Miles Ahead is not a conventional linear biopic. Instead, it leaps back and forth between several time periods in the life of this amazing jazz innovator. The real Miles Davis was a a seemingly inscrutable character, obviously musically brilliant but with a very disorderly personality. His damaged vocal chords reduced speech to a whisper and he suffered from a number of chemical addictions. He was hard to work with, and often was disdainful of his audience. Fortunately, he mainly let his music speak for him, being one of the great jazz innovators and an unforgettable trumpet player.

Miles Ahead focuses mainly on the silent period of the late 70’s, when he burned out and stopped performing altogether. I don’t know a lot about this period or Davis’s personal life, but from what I can find on the web, it seems as though this movie is a gathering of incidents and characters, into a fictionalized narrative. As such, it’s not as much of a biography as it is a fiction in which Miles Davis is a character. The movie was written by Don Cheadle and Steven Baigelman and directed by Cheadle. Cheadle also stars as Davis.

The movie begins when Dave Brill (Ewan McGregor) barges into Davis’s home, claiming to be a Rolling Stone reporter looking for a big story about Davis’s absence from the music world and his messy personal life. Brill seems to be slinging as much BS as Davis, who initially kicks him out of the house, but in a sort of twisted buddy-movie way the two of them end up going on a caper. Columbia records wants Davis back working, making records. A gangster-like character has acquired a tape of some preliminary work Davis did in his basement studio. Miles and Brill go on a mad quest to recover the tape, complete with a car chase, guns, a Miles imitator and some tough guys. Davis has a strange, one sided relationship with his wife in which she gives up her career as a dancer in order to live in Miles’s house, suffer physical abuse but still be loyal to him.

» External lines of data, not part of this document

//! Values the orchestrator hands to the transport layer.
//!
//! All of them serialize with serde; the transport picks the encoding.

use serde::{Deserialize, Serialize};

use crate::core::{Phase, PlayerId, PlayerMap};

/// Reply to a join request.
#[derive(Clone, Debug, PartialEq, Eq, Serialize, Deserialize)]
pub struct JoinAck {
    pub room_id: String,
    pub player_id: String,
    pub seat: Option<PlayerId>,
    pub players: usize,
}

/// A round as seen by one viewer.
///
/// Only the viewer's own hand is included, and legal choices only when it is
/// that viewer's turn.
#[derive(Clone, Debug, PartialEq, Eq, Serialize, Deserialize)]
pub struct StateSnapshot {
    pub room_id: String,
    pub round: u32,
    pub turn: u32,
    pub phase: Phase,
    pub current_player: PlayerId,
    pub attack_tile: Option<String>,
    pub hand: Vec<String>,
    pub hand_sizes: PlayerMap<usize>,
    pub bonus_discards: PlayerMap<u32>,
    /// Sorted choice labels (`"4"`, `"T"`, `"pass"`...).
    pub legal: Vec<String>,
    pub scores: PlayerMap<i32>,
}

/// Summary of a finished round.
#[derive(Clone, Debug, PartialEq, Eq, Serialize, Deserialize)]
pub struct RoundResult {
    pub winner: PlayerId,
    pub last_tile: Option<String>,
    pub bonus_discards: u32,
    pub round_points: i32,
    pub winner_hand: Vec<String>,
    pub winner_hand_size: usize,
    /// Winner's discards this round, e.g. `["4A", "TB", "3D"]`.
    pub winner_discards: Vec<String>,
    pub scores: PlayerMap<i32>,
    /// Rounds completed, including this one.
    pub round: u32,
}

#[derive(Clone, Debug, PartialEq, Eq, Serialize, Deserialize)]
pub struct MatchOver {
    pub winner: PlayerId,
    pub scores: PlayerMap<i32>,
}

/// What changed after a join or an accepted action.
#[derive(Clone, Debug, PartialEq, Eq, Serialize, Deserialize)]
#[serde(tag = "type", rename_all = "snake_case")]
pub enum MatchEvent {
    Started,
    StateChanged,
    RoundFinished(RoundResult),
    RoundStarted { round: u32 },
    MatchOver(MatchOver),
}

#[cfg(test)]
mod tests {
    use super::*;

    #[test]
    fn test_event_tags() {
        let json = serde_json::to_value(MatchEvent::RoundStarted { round: 2 }).unwrap();
        assert_eq!(json["type"], "round_started");
        assert_eq!(json["round"], 2);

        let over = MatchEvent::MatchOver(MatchOver {
            winner: PlayerId::new(1),
            scores: PlayerMap::new(2, |p| p.index() as i32 * 10),
        });
        let json = serde_json::to_value(&over).unwrap();
        assert_eq!(json["type"], "match_over");
        assert_eq!(json["winner"], 1);
        assert_eq!(json["scores"], serde_json::json!([0, 10]));
    }
}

If all of this sounds non-linear and episodic, it is. Miles Ahead sacrifices linear plot development for a quick-cut, flash forward - flash back sort of story telling that gives us pieces of his past, suit-wearing jazz club days, intercut with his disorderly state in 1980. In between, there are brief cuts of his music, but unfortunately (for me at least), music seems almost peripheral to the story. If this were any other fictional action movie, that would not bother me, but as a guy who loves Davis’s old jazz and who knew that he was a sketchy character in some ways, I really would have preferred to see a story that focused on what he did well, which was his music. He was not good at being a husband, a gangster and nobody’s good at being a drug user, but the real Miles was amazing as a musician. That seems to be mainly lost in this film, sacrificed to the parts of Miles that I didn’t really need to know and fictionalizing them at that. We know that he could play the trumpet, but we don’t know why he was great.

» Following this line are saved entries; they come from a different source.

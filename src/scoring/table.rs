//! Score table: points awarded for winning a round with each tile kind.
//!
//! A `ScoreTable` always has a rule for every kind. The only ways to get one
//! are [`ScoreTableBuilder::build`] and the text loader, both of which refuse
//! to produce a partial table, so [`ScoreTable::lookup`] cannot miss.

use serde::{Deserialize, Serialize};

use crate::core::{ConfigError, TileKind};

/// Scoring rule for one tile kind.
#[derive(Clone, Copy, Debug, PartialEq, Eq, Hash, Serialize, Deserialize)]
pub struct ScoreRule {
    /// Points for winning with this kind.
    pub base: i32,
    /// Add the winner's bonus-discard count on top of `base`.
    pub add_bonus: bool,
}

impl ScoreRule {
    #[must_use]
    pub const fn flat(base: i32) -> Self {
        Self { base, add_bonus: false }
    }

    #[must_use]
    pub const fn with_bonus(base: i32) -> Self {
        Self { base, add_bonus: true }
    }
}

/// Total mapping from tile kind to scoring rule.
///
/// ## Example
///
/// ```
/// use tiger_dragon::core::TileKind;
/// use tiger_dragon::scoring::{ScoreRule, ScoreTable};
///
/// let table = ScoreTable::builder()
///     .numbers(ScoreRule::flat(1))
///     .rule(TileKind::Tiger, ScoreRule::flat(3))
///     .rule(TileKind::Dragon, ScoreRule::with_bonus(5))
///     .build()
///     .unwrap();
///
/// assert_eq!(table.lookup(TileKind::Dragon, 3), 8);
/// assert_eq!(table.lookup(TileKind::Num4, 3), 1);
/// ```
#[derive(Clone, Debug, PartialEq, Eq, Serialize, Deserialize)]
pub struct ScoreTable {
    rules: [ScoreRule; TileKind::COUNT],
}

impl ScoreTable {
    #[must_use]
    pub fn builder() -> ScoreTableBuilder {
        ScoreTableBuilder::default()
    }

    /// Points for winning with `kind` after `bonus_discards` bonus discards.
    #[must_use]
    pub fn lookup(&self, kind: TileKind, bonus_discards: u32) -> i32 {
        let rule = self.rule(kind);
        if rule.add_bonus {
            let bonus = i32::try_from(bonus_discards).unwrap_or(i32::MAX);
            rule.base.saturating_add(bonus)
        } else {
            rule.base
        }
    }

    #[must_use]
    pub fn rule(&self, kind: TileKind) -> ScoreRule {
        self.rules[kind.ordinal()]
    }

    /// Iterate over (kind, rule) pairs in canonical kind order.
    pub fn iter(&self) -> impl Iterator<Item = (TileKind, ScoreRule)> + '_ {
        TileKind::ALL.into_iter().zip(self.rules.iter().copied())
    }
}

/// Collects rules until every kind is covered.
///
/// Setting the same kind twice keeps the later rule.
#[derive(Clone, Debug, Default)]
pub struct ScoreTableBuilder {
    rules: [Option<ScoreRule>; TileKind::COUNT],
}

impl ScoreTableBuilder {
    #[must_use]
    pub fn rule(mut self, kind: TileKind, rule: ScoreRule) -> Self {
        self.set(kind, rule);
        self
    }

    /// Same rule for all eight numbered kinds.
    #[must_use]
    pub fn numbers(mut self, rule: ScoreRule) -> Self {
        for kind in TileKind::ALL.into_iter().filter(|k| k.is_number()) {
            self.set(kind, rule);
        }
        self
    }

    pub fn set(&mut self, kind: TileKind, rule: ScoreRule) {
        self.rules[kind.ordinal()] = Some(rule);
    }

    /// Kinds that still have no rule.
    #[must_use]
    pub fn missing(&self) -> Vec<TileKind> {
        TileKind::ALL
            .into_iter()
            .filter(|k| self.rules[k.ordinal()].is_none())
            .collect()
    }

    /// Finish the table, failing if any kind has no rule.
    pub fn build(self) -> Result<ScoreTable, ConfigError> {
        let mut rules = [ScoreRule::flat(0); TileKind::COUNT];
        let mut missing = Vec::new();
        for kind in TileKind::ALL {
            match self.rules[kind.ordinal()] {
                Some(rule) => rules[kind.ordinal()] = rule,
                None => missing.push(kind),
            }
        }
        if !missing.is_empty() {
            return Err(ConfigError::IncompleteScoreTable { missing });
        }
        Ok(ScoreTable { rules })
    }
}
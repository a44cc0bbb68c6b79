//! Automated seat players.
//!
//! An [`Agent`] picks one of the legal actions for the seat it controls.
//! [`play_out`] drives a whole match with one agent per seat through the
//! same [`Match::apply`] path human input takes.

pub mod random;

pub use random::RandomAgent;

use crate::core::{Action, GameState, MatchError, PlayerId, PlayerMap};
use crate::orchestrator::Match;

/// Chooses actions for one seat.
pub trait Agent {
    fn name(&self) -> &str;

    /// Choose one of `legal`.
    ///
    /// Returns `None` if `legal` is empty.
    fn choose(&mut self, state: &GameState, legal: &[Action]) -> Option<Action>;
}

/// Always plays the first legal action.
#[derive(Clone, Copy, Debug, Default)]
pub struct FirstLegalAgent;

impl Agent for FirstLegalAgent {
    fn name(&self) -> &str {
        "FirstLegalAgent"
    }

    fn choose(&mut self, _state: &GameState, legal: &[Action]) -> Option<Action> {
        legal.first().copied()
    }
}

/// How an automated match ended.
#[derive(Clone, Debug, PartialEq, Eq)]
pub struct PlayOutcome {
    /// `None` if the action limit was hit first.
    pub winner: Option<PlayerId>,
    pub scores: PlayerMap<i32>,
    pub rounds: u32,
    pub actions: usize,
}

/// Play `game` to completion with one agent per seat.
///
/// Starts the match if needed. Stops early after `max_actions` actions or
/// if an agent declines to act.
pub fn play_out<A: Agent>(
    game: &mut Match,
    agents: &mut PlayerMap<A>,
    max_actions: usize,
) -> Result<PlayOutcome, MatchError> {
    game.start();

    let mut actions = 0;
    while !game.is_over() && actions < max_actions {
        let legal = game.legal_actions();
        let state = game.round_state().ok_or(MatchError::NotStarted)?;
        let seat = state.current_player();
        let Some(action) = agents[seat].choose(state, &legal) else {
            break;
        };
        game.apply(seat, action)?;
        actions += 1;
    }

    let record = game.match_state();
    Ok(PlayOutcome {
        winner: game.winner(),
        scores: record.scores.clone(),
        rounds: record.round,
        actions,
    })
}

#[cfg(test)]
mod tests {
    use super::*;
    use crate::core::{MatchConfig, TileKind};
    use crate::scoring::{ScoreRule, ScoreTable};
    use std::sync::Arc;

    fn table() -> Arc<ScoreTable> {
        Arc::new(
            ScoreTable::builder()
                .numbers(ScoreRule::flat(1))
                .rule(TileKind::Tiger, ScoreRule::with_bonus(2))
                .rule(TileKind::Dragon, ScoreRule::with_bonus(2))
                .build()
                .unwrap(),
        )
    }

    #[test]
    fn test_first_legal_agent_finishes_match() {
        let mut game = Match::new(MatchConfig::default().with_players(3), table()).unwrap();
        let mut agents = PlayerMap::with_value(3, FirstLegalAgent);

        let outcome = play_out(&mut game, &mut agents, 100_000).unwrap();

        let winner = outcome.winner.unwrap();
        assert!(outcome.scores[winner] >= 10);
        assert!(outcome.rounds >= 1);
        assert!(game.is_over());
    }

    #[test]
    fn test_action_limit() {
        let mut game = Match::new(MatchConfig::default().with_players(2), table()).unwrap();
        let mut agents = PlayerMap::with_value(2, FirstLegalAgent);

        let outcome = play_out(&mut game, &mut agents, 3).unwrap();

        assert_eq!(outcome.actions, 3);
        assert_eq!(outcome.winner, None);
    }
}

All that said, the film did keep my interest, from beginning up to end. Cheadle, the actor, is excellent at channeling Miles Davis as a movie character. Nobody has been able to make a film about Davis before and this one sorta works, although in a strange way. Miles Ahead is Cheadle’s first feature length project and somehow he managed to juggle 3 balls at once, as script writer, star and director. I’m not sure just how he did that, but (ignoring my reservations about plot choices for the moment) Cheadle did manage to keep all those juggler’s balls in the air. The frantic, back and forth cutting worked well and the action never lagged.

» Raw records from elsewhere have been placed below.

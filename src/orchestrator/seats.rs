//! Seat assignment for connected clients.
//!
//! Players take seats 0, 1, 2... in join order until the table is full.
//! Spectators are registered but never seated.

use rustc_hash::FxHashMap;
use serde::{Deserialize, Serialize};

use crate::core::{MatchError, PlayerId};

/// Opaque identifier the transport assigns to a connection.
#[derive(Clone, Copy, Debug, PartialEq, Eq, Hash, Serialize, Deserialize)]
pub struct ClientId(pub u64);

#[derive(Clone, Copy, Debug, PartialEq, Eq, Serialize, Deserialize)]
#[serde(rename_all = "snake_case")]
pub enum Role {
    Player,
    Spectator,
}

/// Who a snapshot is rendered for.
#[derive(Clone, Copy, Debug, PartialEq, Eq)]
pub enum Viewer {
    Seat(PlayerId),
    Spectator,
}

#[derive(Clone, Debug, PartialEq, Eq)]
pub struct ClientInfo {
    pub player_id: String,
    pub role: Role,
    pub seat: Option<PlayerId>,
}

impl ClientInfo {
    #[must_use]
    pub fn viewer(&self) -> Viewer {
        match self.seat {
            Some(seat) if self.role == Role::Player => Viewer::Seat(seat),
            _ => Viewer::Spectator,
        }
    }
}

/// Client registry for one match.
#[derive(Clone, Debug)]
pub struct SeatRegistry {
    capacity: usize,
    clients: FxHashMap<ClientId, ClientInfo>,
    seats_taken: usize,
}

impl SeatRegistry {
    #[must_use]
    pub fn new(capacity: usize) -> Self {
        Self {
            capacity,
            clients: FxHashMap::default(),
            seats_taken: 0,
        }
    }

    /// Register a client and seat it if it joins as a player.
    ///
    /// A client that already holds a seat keeps it. Seats are never handed
    /// out twice, even after their holder leaves.
    pub fn join(
        &mut self,
        client: ClientId,
        player_id: impl Into<String>,
        role: Role,
    ) -> Result<Option<PlayerId>, MatchError> {
        let player_id = player_id.into();

        if let Some(existing) = self.clients.get_mut(&client) {
            if let Some(seat) = existing.seat {
                existing.player_id = player_id;
                return Ok(Some(seat));
            }
        }

        let seat = match role {
            Role::Spectator => None,
            Role::Player => {
                if self.is_full() {
                    return Err(MatchError::RoomFull);
                }
                let seat = PlayerId::new(self.seats_taken as u8);
                self.seats_taken += 1;
                Some(seat)
            }
        };

        self.clients.insert(client, ClientInfo { player_id, role, seat });
        Ok(seat)
    }

    pub fn leave(&mut self, client: ClientId) -> Option<ClientInfo> {
        self.clients.remove(&client)
    }

    #[must_use]
    pub fn get(&self, client: ClientId) -> Option<&ClientInfo> {
        self.clients.get(&client)
    }

    /// Seat of an acting client.
    pub fn seat_of(&self, client: ClientId) -> Result<PlayerId, MatchError> {
        let info = self.clients.get(&client).ok_or(MatchError::UnknownClient)?;
        match (info.role, info.seat) {
            (Role::Player, Some(seat)) => Ok(seat),
            _ => Err(MatchError::Spectator),
        }
    }

    #[must_use]
    pub fn is_full(&self) -> bool {
        self.seats_taken >= self.capacity
    }

    #[must_use]
    pub fn seats_taken(&self) -> usize {
        self.seats_taken
    }
}

#[cfg(test)]
mod tests {
    use super::*;

    #[test]
    fn test_players_seated_in_join_order() {
        let mut seats = SeatRegistry::new(2);

        assert_eq!(seats.join(ClientId(10), "a", Role::Player), Ok(Some(PlayerId::new(0))));
        assert_eq!(seats.join(ClientId(11), "watcher", Role::Spectator), Ok(None));
        assert_eq!(seats.join(ClientId(12), "b", Role::Player), Ok(Some(PlayerId::new(1))));
        assert!(seats.is_full());

        assert_eq!(seats.join(ClientId(13), "c", Role::Player), Err(MatchError::RoomFull));
        assert_eq!(seats.join(ClientId(14), "late watcher", Role::Spectator), Ok(None));
    }

    #[test]
    fn test_rejoin_keeps_seat() {
        let mut seats = SeatRegistry::new(3);
        seats.join(ClientId(1), "a", Role::Player).unwrap();
        seats.join(ClientId(2), "b", Role::Player).unwrap();

        assert_eq!(seats.join(ClientId(2), "b2", Role::Player), Ok(Some(PlayerId::new(1))));
        assert_eq!(seats.seats_taken(), 2);
        assert_eq!(seats.get(ClientId(2)).map(|c| c.player_id.as_str()), Some("b2"));
    }

    #[test]
    fn test_seat_of() {
        let mut seats = SeatRegistry::new(2);
        seats.join(ClientId(1), "a", Role::Player).unwrap();
        seats.join(ClientId(2), "s", Role::Spectator).unwrap();

        assert_eq!(seats.seat_of(ClientId(1)), Ok(PlayerId::new(0)));
        assert_eq!(seats.seat_of(ClientId(2)), Err(MatchError::Spectator));
        assert_eq!(seats.seat_of(ClientId(3)), Err(MatchError::UnknownClient));

        seats.leave(ClientId(1));
        assert_eq!(seats.seat_of(ClientId(1)), Err(MatchError::UnknownClient));
    }

    #[test]
    fn test_viewer() {
        let mut seats = SeatRegistry::new(2);
        seats.join(ClientId(1), "a", Role::Player).unwrap();
        seats.join(ClientId(2), "s", Role::Spectator).unwrap();

        assert_eq!(seats.get(ClientId(1)).unwrap().viewer(), Viewer::Seat(PlayerId::new(0)));
        assert_eq!(seats.get(ClientId(2)).unwrap().viewer(), Viewer::Spectator);
    }
}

As for the plot, I’d like to see Cheadle come back, mimic Davis again, but the next time, focus on his music. Davis was a brilliant player and innovator. He had a messy life, not unlike a lot of famous musicians, but if I had the choice of reliving Miles Davis as a musician or as a bad actor in an action movie, I’d definitely stick with the music. Somewhere, I read that several people had tried to make a Miles Davis movie in the past, but failed. This one did make it into the theaters and I don’t have any reason to think that Cheadle was not in awe of the musician, but I do wish he had made better choices for the plot line. If the movie was to be a biopic, it could have been done without all of the fictionalized plot twists in the life of a real person.